But for now Atkinson v Pengelly says a barrister can’t sue for their fee.  It’s a mid-1990s High Court decision by Tipping J.  That’s a pedigree that is normally Rock Solid.  In my view, though, the decision’s showing it’s age.

In Atkinson, Tipping J gave four reasons why a barrister can’t sue for their fee.

The first reason was that, “[t]he starting point must be that in England a barrister has no right to sue his fees” (at 110).  That was relevant because s 61 of the Law Practitioners Act 1982 stated:

Subject to this Act, barristers of the Court shall have all the powers, privileges, duties, and responsibilities that barristers have in England.

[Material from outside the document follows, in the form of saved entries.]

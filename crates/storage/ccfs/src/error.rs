//! CCFS error types

use std::io;
use std::path::PathBuf;

/// CCFS Result type
pub type Result<T> = std::result::Result<T, CcfsError>;

/// Failures raised by volume operations
///
/// A path that does not resolve is not an error; lookups return `Ok(None)`.
#[derive(Debug, thiserror::Error)]
pub enum CcfsError {
    /// Host file could not be opened
    #[error("cannot open volume {}: {source}", path.display())]
    Unavailable {
        path: PathBuf,
        #[source]
        source: io::Error,
    },

    /// Header magic is not "CCFS"
    #[error("not a CCFS volume (magic {0:02x?})")]
    BadMagic([u8; 4]),

    /// Image ends before the header or allocation table does
    #[error("image truncated: {0}")]
    Truncated(&'static str),

    /// Header capacity is outside 1..=MAX_CAPACITY
    #[error("invalid capacity: {0} blocks")]
    InvalidCapacity(u32),

    /// Read or write against the storage handle failed
    #[error("I/O error: {0}")]
    Io(#[from] io::Error),

    /// Name does not fit in a directory record
    #[error("name too long: {0} bytes")]
    NameTooLong(usize),

    /// Name holds a byte a lookup can never match
    #[error("invalid name: {0:?}")]
    InvalidName(String),

    /// Lookup path is not absolute
    #[error("invalid path: {0:?}")]
    InvalidPath(String),

    /// Record listed as a directory is not one
    #[error("not a directory: {0}")]
    NotADirectory(String),

    /// Allocation table link that cannot be followed
    #[error("corrupt chain at block {block}: {reason}")]
    CorruptChain { block: u16, reason: &'static str },
}

impl CcfsError {
    /// Errors that mean the image itself is unusable
    pub fn is_format_error(&self) -> bool {
        matches!(
            self,
            CcfsError::BadMagic(_) | CcfsError::Truncated(_) | CcfsError::InvalidCapacity(_)
        )
    }
}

But that reason can’t apply today, because the Law Practitioners Act 1982 is no longer in force.  It’s been replaced by the Lawyers and Conveyancers Act 2006 and the new Act doesn’t contain a provision like the old s 61.

So park that reason, what next?

The second reason was that allowing barristers to sue for their fees “might undermine the general rule allowing barristers immunity from suit for litigation…” (at 111).

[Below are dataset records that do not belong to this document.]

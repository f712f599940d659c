//! Mirror registry: ordered tiers of package-source endpoints
//!
//! Tiers run from best expected performance to maximal reliability. The
//! cursor only moves forward within one run; tier order is fixed at
//! definition time and never reordered on measured latency. The registry
//! itself does no network I/O.

use std::io::Write;
use std::path::{Path, PathBuf};

use crate::error::{Result, RigupError};

/// Default endpoint file consumed by the package manager
const DEFAULT_ENDPOINT_FILE: &str = "/etc/pacman.d/mirrorlist";

/// One ordered set of alternative endpoints, tried together before falling
/// back to the next tier.
#[derive(Debug, Clone)]
pub struct MirrorTier {
    pub name: &'static str,
    pub endpoints: &'static [&'static str],
}

/// Geo-ranked endpoints: fastest when they work, least guaranteed.
const OPTIMIZED: MirrorTier = MirrorTier {
    name: "optimized",
    endpoints: &[
        "https://geo.mirror.pkgbuild.com/$repo/os/$arch",
        "https://mirror.rackspace.com/archlinux/$repo/os/$arch",
    ],
};

/// Curated worldwide set with a long uptime record.
const CURATED: MirrorTier = MirrorTier {
    name: "curated",
    endpoints: &[
        "https://europe.mirror.pkgbuild.com/$repo/os/$arch",
        "https://america.mirror.pkgbuild.com/$repo/os/$arch",
        "https://asia.mirror.pkgbuild.com/$repo/os/$arch",
    ],
};

/// Single archive endpoint, slow but essentially always reachable.
const EMERGENCY: MirrorTier = MirrorTier {
    name: "emergency",
    endpoints: &["https://archive.archlinux.org/repos/last/$repo/os/$arch"],
};

/// Ordered tiers plus a forward-only cursor over them.
#[derive(Debug)]
pub struct MirrorRegistry {
    tiers: Vec<MirrorTier>,
    cursor: usize,
    endpoint_file: PathBuf,
}

impl MirrorRegistry {
    /// Registry with the built-in tier ordering. The endpoint file can be
    /// overridden with `RIGUP_MIRRORLIST`.
    pub fn from_env() -> Self {
        let endpoint_file = std::env::var("RIGUP_MIRRORLIST")
            .map(PathBuf::from)
            .unwrap_or_else(|_| PathBuf::from(DEFAULT_ENDPOINT_FILE));
        Self::new(vec![OPTIMIZED, CURATED, EMERGENCY], endpoint_file)
    }

    pub fn new(tiers: Vec<MirrorTier>, endpoint_file: PathBuf) -> Self {
        Self {
            tiers,
            cursor: 0,
            endpoint_file,
        }
    }

    /// The currently active tier.
    pub fn active(&self) -> &MirrorTier {
        &self.tiers[self.cursor.min(self.tiers.len() - 1)]
    }

    /// Advance to the next tier. Returns false when no further tier exists,
    /// signalling exhaustion to the caller. Never regresses.
    pub fn advance(&mut self) -> bool {
        if self.cursor + 1 >= self.tiers.len() {
            return false;
        }
        self.cursor += 1;
        true
    }

    /// Rewrite the package manager's endpoint configuration to match the
    /// active tier. Written through a temp file in the same directory, then
    /// renamed, so an interrupt never leaves a half-written endpoint file.
    pub fn write_endpoint_config(&self) -> Result<()> {
        let path = &self.endpoint_file;
        let write_error = |reason: String| RigupError::FileWriteFailed {
            path: path.display().to_string(),
            reason,
        };

        let parent = path.parent().unwrap_or_else(|| Path::new("."));
        std::fs::create_dir_all(parent).map_err(|e| write_error(e.to_string()))?;

        let mut temp = tempfile::NamedTempFile::new_in(parent)
            .map_err(|e| write_error(e.to_string()))?;
        crate::cleanup::register_transient(temp.path());
        let temp_path = temp.path().to_path_buf();

        let tier = self.active();
        writeln!(temp, "## rigup: {} tier", tier.name)
            .and_then(|()| {
                for endpoint in tier.endpoints {
                    writeln!(temp, "Server = {endpoint}")?;
                }
                Ok(())
            })
            .map_err(|e| write_error(e.to_string()))?;

        temp.persist(path)
            .map_err(|e| write_error(e.to_string()))?;
        crate::cleanup::clear_transient(&temp_path);
        Ok(())
    }
}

But that reason can’t apply today either.  The Supreme Court did away with immunity from suit for barristers in Chamberlains v Lai [2006] NZSC 70, [2007] 2 NZLR 7.  Not only that but Tipping J was one of the Supreme Court judges who voted to get rid of it!

For completeness, I note that in Chamberlains the Supreme Court wrote:

[98] In medieval times, barristers, as we now know them, were liable for negligence and, so it seems, were able to take action to recover their fees. During the sixteenth century there was a revival of interest in many facets of life in ancient Greece and Rome. Included in this renaissance was the study of Roman law. It was a well-established tenet of Roman law that advocates had no contractual right to sue for their fees. In that respect they had no contract with their clients and what they received for their services was in the nature of an honorarium.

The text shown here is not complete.